* _AIM OF THE EXERCISE_
Reproduce exactly the lines below from the one containing "cursor = interval.end_time;" through the one containing "pub mod validation;", including both, and nothing else.

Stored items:
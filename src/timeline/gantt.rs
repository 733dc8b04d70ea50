//! Plain-text Gantt chart rendering.

use super::Timeline;
use crate::process::Ticks;

const IDLE_LABEL: &str = "idle";

/// Render a timeline as a two-line text Gantt chart.
///
/// ```text
/// | P1 | P2 | P3 |
/// 0    10   15   23
/// ```
///
/// Gaps between intervals are drawn as `idle` cells.
pub fn render_gantt(timeline: &Timeline) -> String {
    if timeline.is_empty() {
        return "(empty timeline)".to_string();
    }

    let mut segments: Vec<(&str, Ticks)> = Vec::with_capacity(timeline.len() * 2);
    let mut cursor: Ticks = 0;
    for interval in timeline {
        if interval.start_time > cursor {
            segments.push((IDLE_LABEL, cursor));
        }
        segments.push((interval.process_id.as_str(), interval.start_time));
        cursor = interval.end_time;
    }

    let mut bars = String::new();
    let mut ticks = String::new();
    for (label, start) in segments {
        let start = start.to_string();
        let width = label.len().max(start.len()) + 2;
        bars.push('|');
        bars.push_str(&format!("{:^width$}", label, width = width));
        ticks.push_str(&format!("{:<width$}", start, width = width + 1));
    }
    bars.push('|');
    ticks.push_str(&cursor.to_string());

    format!("{}\n{}", bars, ticks)
}
//! # CS Balancing Core
//!
//! Routes customers to customer-success agents by score and picks the agent
//! who ends up serving the most customers.
//!
//! Each agent can serve any customer whose score is at most its own. Agents
//! listed as unavailable are left out, the rest are taken from the lowest
//! score upward, and each claims the customers it can serve that no weaker
//! agent already took. The agent with strictly the most customers wins;
//! anything else reports the `0` sentinel.
//!
//! ## Usage
//!
//! ```rust
//! use cs_balancing_core::{agents_from_scores, customers_from_scores, CustomerSuccessBalancer};
//!
//! let agents = agents_from_scores(&[100, 99, 88, 3, 4, 5]);
//! let customers = customers_from_scores(&[10, 10, 10, 20, 20, 30, 30, 30, 20, 60]);
//!
//! let balancer = CustomerSuccessBalancer::new(agents, customers, [4, 5, 6].map(cs_balancing_core::AgentId));
//! assert_eq!(balancer.execute(), 3);
//! ```
//!
//! Runs loaded from files go through [`validation::validate_input`] first;
//! the allocator itself accepts any input.

pub mod allocator;
pub mod config;
pub mod error;
pub mod logging;
pub mod types;
pub mod validation;

pub use allocator::{allocate, execute, Allocation, CustomerSuccessBalancer};
pub use config::{BalancingConfig, BalancingInput, ValidationConfig};
pub use error::{BalancingError, ErrorCategory, Result};
pub use logging::{setup_logging, LoggingConfig};
pub use types::{
    agents_from_scores, customers_from_scores, Agent, AgentId, AgentLoad, Customer, CustomerId,
    Score,
};
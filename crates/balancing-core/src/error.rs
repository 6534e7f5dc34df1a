//! Error handling for the balancing library
//!
//! The allocation itself is total and never fails. Errors only come from the
//! boundary: loading run descriptions and configuration, and validating them
//! before they reach the allocator.

#![allow(missing_docs)]

use std::fmt;
use thiserror::Error;

use crate::types::{AgentId, CustomerId};

/// Result type alias for balancing operations
pub type Result<T> = std::result::Result<T, BalancingError>;

/// Error type for loading and validating balancing runs
#[derive(Error, Debug)]
pub enum BalancingError {
    /// Two agents share the same identifier
    #[error("Duplicate agent id: {id}")]
    DuplicateAgentId { id: AgentId },

    /// Two customers share the same identifier
    #[error("Duplicate customer id: {id}")]
    DuplicateCustomerId { id: CustomerId },

    /// An agent uses the id reserved for the "no unique winner" result
    #[error("Agent id {id} is reserved for the no-winner result")]
    ReservedAgentId { id: AgentId },

    /// More agents than the configured limit
    #[error("Too many agents: {count} (limit: {limit})")]
    TooManyAgents { count: usize, limit: usize },

    /// More customers than the configured limit
    #[error("Too many customers: {count} (limit: {limit})")]
    TooManyCustomers { count: usize, limit: usize },

    /// Run description could not be parsed
    #[error("Invalid input: {details}")]
    InvalidInput { details: String },

    /// Configuration could not be parsed or is inconsistent
    #[error("Invalid configuration: {details}")]
    InvalidConfig { details: String },

    /// I/O operation failed
    #[error("I/O operation failed: {reason}")]
    IoError { reason: String },
}

impl BalancingError {
    /// Create a new invalid configuration error
    pub fn invalid_config(details: impl Into<String>) -> Self {
        Self::InvalidConfig {
            details: details.into(),
        }
    }

    /// Check if retrying with the same input could succeed
    pub fn is_recoverable(&self) -> bool {
        matches!(self, Self::IoError { .. })
    }

    /// Get the error category
    pub fn category(&self) -> ErrorCategory {
        match self {
            Self::DuplicateAgentId { .. }
            | Self::DuplicateCustomerId { .. }
            | Self::ReservedAgentId { .. }
            | Self::TooManyAgents { .. }
            | Self::TooManyCustomers { .. }
            | Self::InvalidInput { .. } => ErrorCategory::Input,

            Self::InvalidConfig { .. } => ErrorCategory::Configuration,

            Self::IoError { .. } => ErrorCategory::Io,
        }
    }
}

/// Error category for grouping related errors
#[derive(Debug, Clone, Copy, PartialEq, Eq)]
pub enum ErrorCategory {
    /// Malformed or rejected run description
    Input,
    /// Configuration errors
    Configuration,
    /// I/O related errors
    Io,
}

impl fmt::Display for ErrorCategory {
    fn fmt(&self, f: &mut fmt::Formatter<'_>) -> fmt::Result {
        match self {
            Self::Input => write!(f, "Input"),
            Self::Configuration => write!(f, "Configuration"),
            Self::Io => write!(f, "I/O"),
        }
    }
}

impl From<std::io::Error> for BalancingError {
    fn from(error: std::io::Error) -> Self {
        Self::IoError {
            reason: error.to_string(),
        }
    }
}

impl From<serde_json::Error> for BalancingError {
    fn from(error: serde_json::Error) -> Self {
        Self::InvalidInput {
            details: error.to_string(),
        }
    }
}

impl From<toml::de::Error> for BalancingError {
    fn from(error: toml::de::Error) -> Self {
        Self::InvalidConfig {
            details: error.to_string(),
        }
    }
}

#[cfg(test)]
mod tests {
    use super::*;

    #[test]
    fn test_error_categories() {
        assert_eq!(
            BalancingError::DuplicateAgentId { id: AgentId(3) }.category(),
            ErrorCategory::Input
        );
        assert_eq!(
            BalancingError::invalid_config("bad").category(),
            ErrorCategory::Configuration
        );
        let io_err = std::io::Error::new(std::io::ErrorKind::NotFound, "missing");
        let err: BalancingError = io_err.into();
        assert_eq!(err.category(), ErrorCategory::Io);
        assert!(err.is_recoverable());
    }

    #[test]
    fn test_error_display() {
        let err = BalancingError::TooManyAgents { count: 12, limit: 10 };
        let display = err.to_string();
        assert!(display.contains("12"));
        assert!(display.contains("limit: 10"));

        let err = BalancingError::ReservedAgentId { id: AgentId::NO_WINNER };
        assert!(err.to_string().contains("reserved"));
        assert!(!err.is_recoverable());
    }

    #[test]
    fn test_json_error_conversion() {
        let json_err = serde_json::from_str::<serde_json::Value>("{").unwrap_err();
        let err: BalancingError = json_err.into();
        assert!(matches!(err, BalancingError::InvalidInput { .. }));
    }
}
//! Command-line front end for balancing runs
//!
//! Reads a JSON run description, validates it, allocates customers to agents
//! and prints the winning agent id (or a fuller report).

mod report;

use anyhow::Context;
use clap::Parser;
use std::path::PathBuf;
use tracing::{debug, info, Level};

use cs_balancing_core::{setup_logging, validation, BalancingConfig, BalancingInput};
use report::OutputFormat;

#[derive(Parser, Debug)]
#[command(author, version, about = "Assign customers to customer-success agents by score", long_about = None)]
struct Args {
    /// JSON run description with agents, customers and unavailable agent ids
    #[arg(short, long)]
    input: PathBuf,

    /// TOML configuration file (defaults to <config dir>/cs-balance/config.toml)
    #[arg(short, long, env = "CS_BALANCE_CONFIG")]
    config: Option<PathBuf>,

    /// Output format
    #[arg(short, long, value_enum, default_value_t = OutputFormat::Id)]
    format: OutputFormat,

    /// Emit logs as JSON
    #[arg(long)]
    json_logs: bool,

    /// Enable verbose logging
    #[arg(short, long)]
    verbose: bool,
}

fn default_config_path() -> Option<PathBuf> {
    dirs::config_dir().map(|dir| dir.join("cs-balance").join("config.toml"))
}

/// An explicit `--config` must exist; the default location is optional.
fn load_config(args: &Args) -> anyhow::Result<BalancingConfig> {
    let path = match &args.config {
        Some(path) => path.clone(),
        None => match default_config_path() {
            Some(path) if path.is_file() => path,
            _ => return Ok(BalancingConfig::default()),
        },
    };

    BalancingConfig::from_path(&path).with_context(|| format!("loading config {}", path.display()))
}

fn run(args: &Args, config: &BalancingConfig) -> anyhow::Result<String> {
    let input = BalancingInput::from_path(&args.input)
        .with_context(|| format!("loading input {}", args.input.display()))?;
    validation::validate_input(&input, &config.validation)?;
    debug!(
        agents = input.agents.len(),
        customers = input.customers.len(),
        unavailable = input.unavailable.len(),
        "Loaded run description"
    );

    let allocation = input.into_balancer().allocate();
    info!(winner = ?allocation.winner(), "Allocation complete");

    report::render(&allocation, args.format)
}

fn start(args: &Args) -> anyhow::Result<String> {
    let config = load_config(args)?;
    let logging = config
        .logging
        .clone()
        .with_overrides(args.verbose.then_some(Level::DEBUG), args.json_logs);
    setup_logging(&logging)?;

    run(args, &config)
}

fn main() {
    let args = Args::parse();

    match start(&args) {
        Ok(output) => println!("{}", output),
        Err(e) => {
            eprintln!("Error: {:#}", e);
            std::process::exit(1);
        }
    }
}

* _RESULT_
        cursor = interval.end_time;
    }

    let mut bars = String::new();
    let mut ticks = String::new();
    for (label, start) in segments {
        let start = start.to_string();
        let width = label.len().max(start.len()) + 2;
        bars.push('|');
        bars.push_str(&format!("{:^width$}", label, width = width));
        ticks.push_str(&format!("{:<width$}", start, width = width + 1));
    }
    bars.push('|');
    ticks.push_str(&cursor.to_string());

    format!("{}\n{}", bars, ticks)
}
//! # CS Balancing Core
//!
//! Routes customers to customer-success agents by score and picks the agent
//! who ends up serving the most customers.
//!
//! Each agent can serve any customer whose score is at most its own. Agents
//! listed as unavailable are left out, the rest are taken from the lowest
//! score upward, and each claims the customers it can serve that no weaker
//! agent already took. The agent with strictly the most customers wins;
//! anything else reports the `0` sentinel.
//!
//! ## Usage
//!
//! ```rust
//! use cs_balancing_core::{agents_from_scores, customers_from_scores, CustomerSuccessBalancer};
//!
//! let agents = agents_from_scores(&[100, 99, 88, 3, 4, 5]);
//! let customers = customers_from_scores(&[10, 10, 10, 20, 20, 30, 30, 30, 20, 60]);
//!
//! let balancer = CustomerSuccessBalancer::new(agents, customers, [4, 5, 6].map(cs_balancing_core::AgentId));
//! assert_eq!(balancer.execute(), 3);
//! ```
//!
//! Runs loaded from files go through [`validation::validate_input`] first;
//! the allocator itself accepts any input.

pub mod allocator;
pub mod config;
pub mod error;
pub mod logging;
pub mod types;
pub mod validation;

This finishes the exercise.